To identify Oct4 binding sites in the human genome, we first performed a ChIP experiment using an antibody to Oct4 and demonstrated that the Oct4 ChIP sample showed enrichment when primers specific to the NANOG and EVX1 promoters (known Oct4 binding sites) were used in PCR reactions, but no enrichment when negative control primers specific for the DHFR gene were used (data not shown). We then used LMPCR to amplify the Oct4 ChIP samples and hybridized the amplified samples to ENCODE arrays. Using ChIP samples amplified by LMPCR, we have previously identified binding sites for E2F family members using CpG island (
4), promoter (
9,
10), and genomic tiling (
9) arrays. However, using the LMPCR amplification method we found that Oct4 binding sites could not be distinguished from the background noise on the arrays (,
top panel). For example, although the Oct4 binding site in the EVX1 promoter is present on the array used in this study, it could not be identified above background noise. Also, two Oct4 binding sites (confirmed by PCR analysis of ChIP samples) within the EXT1 gene, indicated with arrows in , do not show enhanced enrichment as compared to the surrounding DNA. Peak prediction analysis of two biologically independent ChIP-chip assays performed using the LMPCR method was carried out using a 98th percentile threshold of log2 oligomer ratios and a P-value P<0.0001 (
9). Although hundreds of peaks were called for the two arrays using the LMPCR-derived amplicons, very few peaks were in common on both arrays (
and Supplementary data).
Because known Oct4 binding sites were enriched in the ChIP samples, it was likely that the inability to identify binding sites on the arrays was a result of the amplification method and not inefficient immunoprecipitation. To test this hypothesis, we performed 10 ChIP reactions for each of two biologically independent samples of cross-linked cells. The 10 ChIP samples from a given batch of cells were pooled, and the two pools were applied separately to genomic tiling arrays.

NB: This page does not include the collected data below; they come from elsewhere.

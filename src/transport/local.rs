use futures::{SinkExt, StreamExt};
use std::path::Path;
use std::sync::atomic::Ordering;
use std::sync::Arc;
use tokio::net::{UnixListener, UnixStream};
use tokio::sync::mpsc;
use tokio_util::codec::Framed;
use tokio_util::sync::CancellationToken;
use tracing::{debug, error, info, instrument, warn};

use crate::config::ServerConfig;
use crate::core::codec::{ClientCodec, ServerCodec};
use crate::error::constants::ERR_CONNECTION_CLOSED;
use crate::error::Result;
use crate::protocol::access::CallerIdentity;
use crate::protocol::dispatcher::EngineCore;
use crate::utils::metrics::Metrics;
use crate::utils::timeout::SHUTDOWN_POLL_INTERVAL;

/// Serve `engine` on the configured Unix socket until Ctrl-C.
#[instrument(skip(config, engine), fields(socket_path = %config.socket_path.display()))]
pub async fn serve(config: &ServerConfig, engine: Arc<EngineCore>) -> Result<()> {
    let (shutdown_tx, shutdown_rx) = mpsc::channel::<()>(1);

    tokio::spawn(async move {
        if let Ok(()) = tokio::signal::ctrl_c().await {
            info!("Received CTRL+C signal, shutting down");
            let _ = shutdown_tx.send(()).await;
        }
    });

    serve_with_shutdown(config, engine, shutdown_rx).await
}

/// Serve `engine` until a message arrives on (or the sender of) `shutdown_rx`.
///
/// On shutdown the listener stops accepting, open connections finish the
/// request they are working on, and the socket file is removed.
#[instrument(skip(config, engine, shutdown_rx), fields(socket_path = %config.socket_path.display()))]
pub async fn serve_with_shutdown(
    config: &ServerConfig,
    engine: Arc<EngineCore>,
    mut shutdown_rx: mpsc::Receiver<()>,
) -> Result<()> {
    let path = config.socket_path.as_path();
    if path.exists() {
        tokio::fs::remove_file(path).await.ok();
    }

    let listener = UnixListener::bind(path)?;
    set_socket_mode(path, config.socket_mode)?;
    info!(
        path = %path.display(),
        commands = engine.registry().len(),
        aux = engine.has_aux(),
        "Listening on unix socket"
    );

    let metrics = engine.metrics().clone();
    let stopping = CancellationToken::new();

    loop {
        tokio::select! {
            _ = shutdown_rx.recv() => break,

            accept_result = listener.accept() => {
                let stream = match accept_result {
                    Ok((stream, _)) => stream,
                    Err(e) => {
                        error!(error = %e, "Error accepting connection");
                        continue;
                    }
                };

                let active = metrics.connections_active.load(Ordering::Relaxed);
                if active >= config.max_connections as u64 {
                    metrics.connection_rejected();
                    warn!(active, limit = config.max_connections, "Connection limit reached, closing new connection");
                    drop(stream);
                    continue;
                }

                metrics.connection_established();
                let guard = ConnectionGuard(metrics.clone());
                tokio::spawn(handle_connection(stream, engine.clone(), stopping.child_token(), guard));
            }
        }
    }

    info!("Shutting down server. Waiting for connections to close...");
    drop(listener);
    stopping.cancel();
    drain(&metrics, config).await;

    if path.exists() {
        if let Err(e) = tokio::fs::remove_file(path).await {
            error!(error = %e, path = %path.display(), "Failed to remove socket file");
        } else {
            info!(path = %path.display(), "Removed socket file");
        }
    }

    Ok(())
}

/// Open a framed client connection to an engine socket.
#[instrument(skip(path), fields(socket_path = %path.as_ref().display()))]
pub async fn connect<P: AsRef<Path>>(
    path: P,
    max_payload: usize,
) -> Result<Framed<UnixStream, ClientCodec>> {
    let stream = UnixStream::connect(path).await?;
    Ok(Framed::new(stream, ClientCodec::new(max_payload)))
}

fn set_socket_mode(path: &Path, mode: u32) -> Result<()> {
    use std::os::unix::fs::PermissionsExt;
    std::fs::set_permissions(path, std::fs::Permissions::from_mode(mode))?;
    Ok(())
}

/// Decrements the active connection count when the connection task ends.
struct ConnectionGuard(Arc<Metrics>);

impl Drop for ConnectionGuard {
    fn drop(&mut self) {
        self.0.connection_closed();
    }
}

async fn drain(metrics: &Metrics, config: &ServerConfig) {
    let deadline = tokio::time::sleep(config.shutdown_timeout);
    tokio::pin!(deadline);

    loop {
        let connections = metrics.connections_active.load(Ordering::Relaxed);
        if connections == 0 {
            info!("All connections closed, shutting down");
            return;
        }
        tokio::select! {
            _ = &mut deadline => {
                warn!(connections, "Shutdown timeout reached, forcing exit");
                return;
            }
            _ = tokio::time::sleep(SHUTDOWN_POLL_INTERVAL) => {
                debug!(connections, "Waiting for connections to close");
            }
        }
    }
}

async fn handle_connection(
    stream: UnixStream,
    engine: Arc<EngineCore>,
    stopping: CancellationToken,
    _guard: ConnectionGuard,
) {
    let caller = match stream.peer_cred() {
        Ok(cred) => CallerIdentity::from_ucred(&cred),
        Err(e) => {
            warn!(error = %e, "Peer credentials unavailable, treating caller as anonymous");
            CallerIdentity::anonymous()
        }
    };
    debug!(uid = ?caller.uid, pid = ?caller.pid, "Connection accepted");

    let mut framed = Framed::new(stream, ServerCodec::new(engine.frame_limit()));

    loop {
        let next = tokio::select! {
            _ = stopping.cancelled() => break,
            next = framed.next() => next,
        };

        let request = match next {
            Some(Ok(request)) => request,
            Some(Err(e)) => {
                engine.metrics().frame_error();
                warn!(uid = ?caller.uid, error = %e, "Framing error, closing connection");
                break;
            }
            None => break,
        };

        // a disconnect mid-request is only noticed on the write
        let response = engine.handle(request, &caller).await;
        if let Err(e) = framed.send(response).await {
            debug!(error = %e, "Failed to write response");
            break;
        }
    }

    debug!(uid = ?caller.uid, "{ERR_CONNECTION_CLOSED}");
}
// SPDX-License-Identifier: BUSL-1.1
// Copyright (c) 2026 Alfred Jean LLC

//! Effect executor

use crate::correlation::CorrelationTable;
use crate::persist::Persister;
use crate::queue::{CommandQueue, QueueError};
use crate::registry::JobRegistry;
use flow_core::{CmdQueueItem, Effect};
use std::sync::Arc;

/// Runs effects against the shared queue, correlation table and store.
///
/// Only [`Executor::persist`] may run with a job lock held.
#[derive(Clone)]
pub struct Executor {
    pub(crate) queue: Arc<CommandQueue>,
    pub(crate) correlations: Arc<CorrelationTable>,
    pub(crate) registry: Arc<JobRegistry>,
    pub(crate) persister: Persister,
}

impl Executor {
    pub async fn execute_all(&self, effects: Vec<Effect>) {
        for effect in effects {
            self.execute(effect).await;
        }
    }

    /// Hand persistence effects to the writer and return the others.
    ///
    /// Never waits, so it runs while the job's lock is held.
    pub fn persist(&self, effects: Vec<Effect>) -> Vec<Effect> {
        effects
            .into_iter()
            .filter_map(|effect| match effect {
                Effect::SaveJob { job } => {
                    self.persister.save_job(job);
                    None
                }
                Effect::SaveNodeResult { job_id, result } => {
                    self.persister.save_node_result(job_id, result);
                    None
                }
                other => Some(other),
            })
            .collect()
    }

    /// Execute a single effect with tracing
    pub async fn execute(&self, effect: Effect) {
        if effect.verbose() {
            let info = effect
                .fields()
                .into_iter()
                .map(|(k, v)| format!("{k}={v}"))
                .collect::<Vec<_>>()
                .join(" ");
            tracing::debug!("executing effect={} {}", effect.name(), info);
        }

        match effect {
            Effect::Dispatch { item } => {
                if let Err(e) = self.dispatch(item).await {
                    tracing::warn!(error = %e, "dispatch dropped");
                }
            }
            Effect::CancelQueued { job_id } => {
                self.queue.cancel(job_id);
            }
            Effect::PurgeCorrelations { job_id } => {
                let purged = self.correlations.purge_job(job_id);
                if purged > 0 {
                    tracing::debug!(%job_id, purged, "purged correlations");
                }
            }
            Effect::SaveJob { job } => self.persister.save_job(job),
            Effect::SaveNodeResult { job_id, result } => {
                self.persister.save_node_result(job_id, result)
            }
        }
    }

    /// Register the correlation and enqueue the command.
    ///
    /// The job may be stopped while this waits for queue space; the command
    /// is withdrawn again if the job ended in the meantime.
    pub async fn dispatch(&self, item: CmdQueueItem) -> Result<(), QueueError> {
        let job_id = item.job_id;
        let cmd_id = item.cmd_id.clone();
        self.correlations.register(&item);
        if let Err(e) = self.queue.enqueue(item).await {
            self.correlations.remove(&cmd_id);
            return Err(e);
        }

        let finished = match self.registry.slot(job_id) {
            Some(slot) => slot.lock().is_terminal(),
            None => true,
        };
        if finished {
            tracing::debug!(%job_id, %cmd_id, "job ended during dispatch, withdrawing command");
            self.queue.cancel(job_id);
            self.correlations.purge_job(job_id);
        }
        Ok(())
    }
}
// SPDX-License-Identifier: BUSL-1.1
// Copyright (c) 2026 Alfred Jean LLC

//! Write-behind persistence.
//!
//! Saves are handed to a background writer over an unbounded channel so a
//! slow or failing store never holds up orchestration. The writer retries
//! each save with backoff and logs it once attempts run out.

use crate::config::RetryPolicy;
use flow_adapters::{JobStore, StoreError};
use flow_core::{Job, JobId, NodeResult};
use tokio::sync::{mpsc, oneshot};
use tokio::task::JoinHandle;

enum PersistOp {
    SaveJob(Box<Job>),
    SaveNodeResult(JobId, NodeResult),
    Flush(oneshot::Sender<()>),
    Shutdown,
}

/// Handle for queueing saves
#[derive(Clone)]
pub struct Persister {
    tx: mpsc::UnboundedSender<PersistOp>,
}

impl Persister {
    /// Spawn the writer task for `store`.
    pub fn spawn<S: JobStore>(store: S, policy: RetryPolicy) -> (Self, JoinHandle<()>) {
        let (tx, rx) = mpsc::unbounded_channel();
        let handle = tokio::spawn(write_loop(store, policy, rx));
        (Self { tx }, handle)
    }

    /// Handle whose saves go nowhere, for embedding without a store.
    pub fn disabled() -> Self {
        let (tx, _rx) = mpsc::unbounded_channel();
        Self { tx }
    }

    pub fn save_job(&self, job: Box<Job>) {
        self.send(PersistOp::SaveJob(job));
    }

    pub fn save_node_result(&self, job_id: JobId, result: NodeResult) {
        self.send(PersistOp::SaveNodeResult(job_id, result));
    }

    /// Wait until every save queued before this call was attempted.
    pub async fn flush(&self) {
        let (done_tx, done_rx) = oneshot::channel();
        if self.tx.send(PersistOp::Flush(done_tx)).is_ok() {
            let _ = done_rx.await;
        }
    }

    /// Ask the writer to stop after the saves already queued.
    pub fn shutdown(&self) {
        let _ = self.tx.send(PersistOp::Shutdown);
    }

    fn send(&self, op: PersistOp) {
        if self.tx.send(op).is_err() {
            tracing::debug!("persistence writer gone, dropping save");
        }
    }
}

async fn write_loop<S: JobStore>(
    store: S,
    policy: RetryPolicy,
    mut rx: mpsc::UnboundedReceiver<PersistOp>,
) {
    while let Some(op) = rx.recv().await {
        match op {
            PersistOp::SaveJob(job) => {
                let job_id = job.id;
                let result = with_retry(&policy, || store.save_job(&job)).await;
                if let Err(e) = result {
                    tracing::error!(%job_id, error = %e, "giving up saving job");
                }
            }
            PersistOp::SaveNodeResult(job_id, node_result) => {
                let result =
                    with_retry(&policy, || store.save_node_result(job_id, &node_result)).await;
                if let Err(e) = result {
                    tracing::error!(
                        %job_id,
                        node = %node_result.path,
                        error = %e,
                        "giving up saving node result"
                    );
                }
            }
            PersistOp::Flush(done) => {
                let _ = done.send(());
            }
            PersistOp::Shutdown => break,
        }
    }
    tracing::debug!("persistence writer stopped");
}

async fn with_retry<F, Fut>(policy: &RetryPolicy, mut attempt: F) -> Result<(), StoreError>
where
    F: FnMut() -> Fut,
    Fut: std::future::Future<Output = Result<(), StoreError>>,
{
    let mut retry = 0;
    loop {
        match attempt().await {
            Ok(()) => return Ok(()),
            Err(e) if retry + 1 >= policy.max_attempts.max(1) => return Err(e),
            Err(e) => {
                retry += 1;
                let delay = policy.backoff(retry);
                tracing::warn!(
                    error = %e,
                    retry,
                    delay_ms = delay.as_millis() as u64,
                    "save failed, retrying"
                );
                tokio::time::sleep(delay).await;
            }
        }
    }
}

#[cfg(test)]
#[path = "persist_tests.rs"]
mod tests;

We found that the pooling method greatly reduced the background noise on the array and produced reproducible binding patterns (,
middle panel). In fact, ~70% of the peaks identified on one array were identified on the biological replicate array (
and Supplementary data).
Unfortunately, pooling ChIP samples is not always possible (e.g. if using specialized cell types or tumor tissues) and the need to pool 10 ChIP samples for every array would greatly increase the number of ChIP reactions needed to analyze the entire human genome. Therefore, we felt that a different method for amplifying ChIP samples was required. The method of whole genome amplification (WGA) has proven very useful for investigators performing comparative genomic hybridizations (see
http://www.sigmaaldrich.com/sigma/bulletin/wga1bul.pdf.). The standard protocol for this technique is to first employ a random chemical fragmentation of the genome, producing a series of overlapping short templates averaging 400 base pairs. Next, the DNA fragments are efficiently primed to generate a library of DNA fragments with defined 3' and 5' termini. This library is then replicated using linear amplification in the initial stages, followed by a limited round of geometric amplifications. Because ChIP samples are obtained using sonicated chromatin that has an average size of 500 bp-1 kb, we reasoned that the chemical fragmentation step should not be necessary. Therefore, we used an entire ChIP sample (obtained from 1 × 10
7 cells) for the library generation and subsequent amplification. Using this protocol, we found that the predicted Oct4 peaks show a very similar pattern as in the pooled ChIP samples and the background noise was very low (,
bottom panel). Using the WGA method, we found that ~63% of the peaks were detected on both arrays (
and Supplementary data). These results are very similar to those obtained by analysis of the arrays hybridized with the pooled samples. One reason why the overlap percentage was not higher than 63−70% when the pooled and WGA samples were analyzed is due to limitations of the peak-calling program. As shown in
Supplementary Figure 1, very similar binding patterns of Oct4 on two arrays can lead to differences in the number and exact positions of called peaks.
The Oct4 binding sites identified using the WGA method were tested by standard PCR analyses using a ChIP sample from a third independent culture of cells (). After analyzing 14 predicted Oct4 binding sites, we obtained a 93% confirmation rate, indicating that the WGA amplification method results in an accurate representation of a ChIP sample obtained from a small number of cells.
Conclusions
We have shown that the method of LMPCR-mediated amplification does not work well for all ChIP samples, perhaps dependent upon the number of binding sites and the abundance of the factor. We have tested a different amplification method, originally developed to provide accurate representation of the genome for studies of copy number changes and SNP analyses in tumor samples. We found that the signal to noise ratio obtained from the hybridization of the WGA amplicons to genomic arrays is superior to the LMPCR method of amplification for ChIP samples, not only for Oct4 but also for a number of other human and mouse transcription factors (data not shown). Based on the low background, reproducibility, and the fact that a single ChIP sample provides sufficient material for several array hybridizations, we recommend the WGA protocol for ChIP-chip analyses.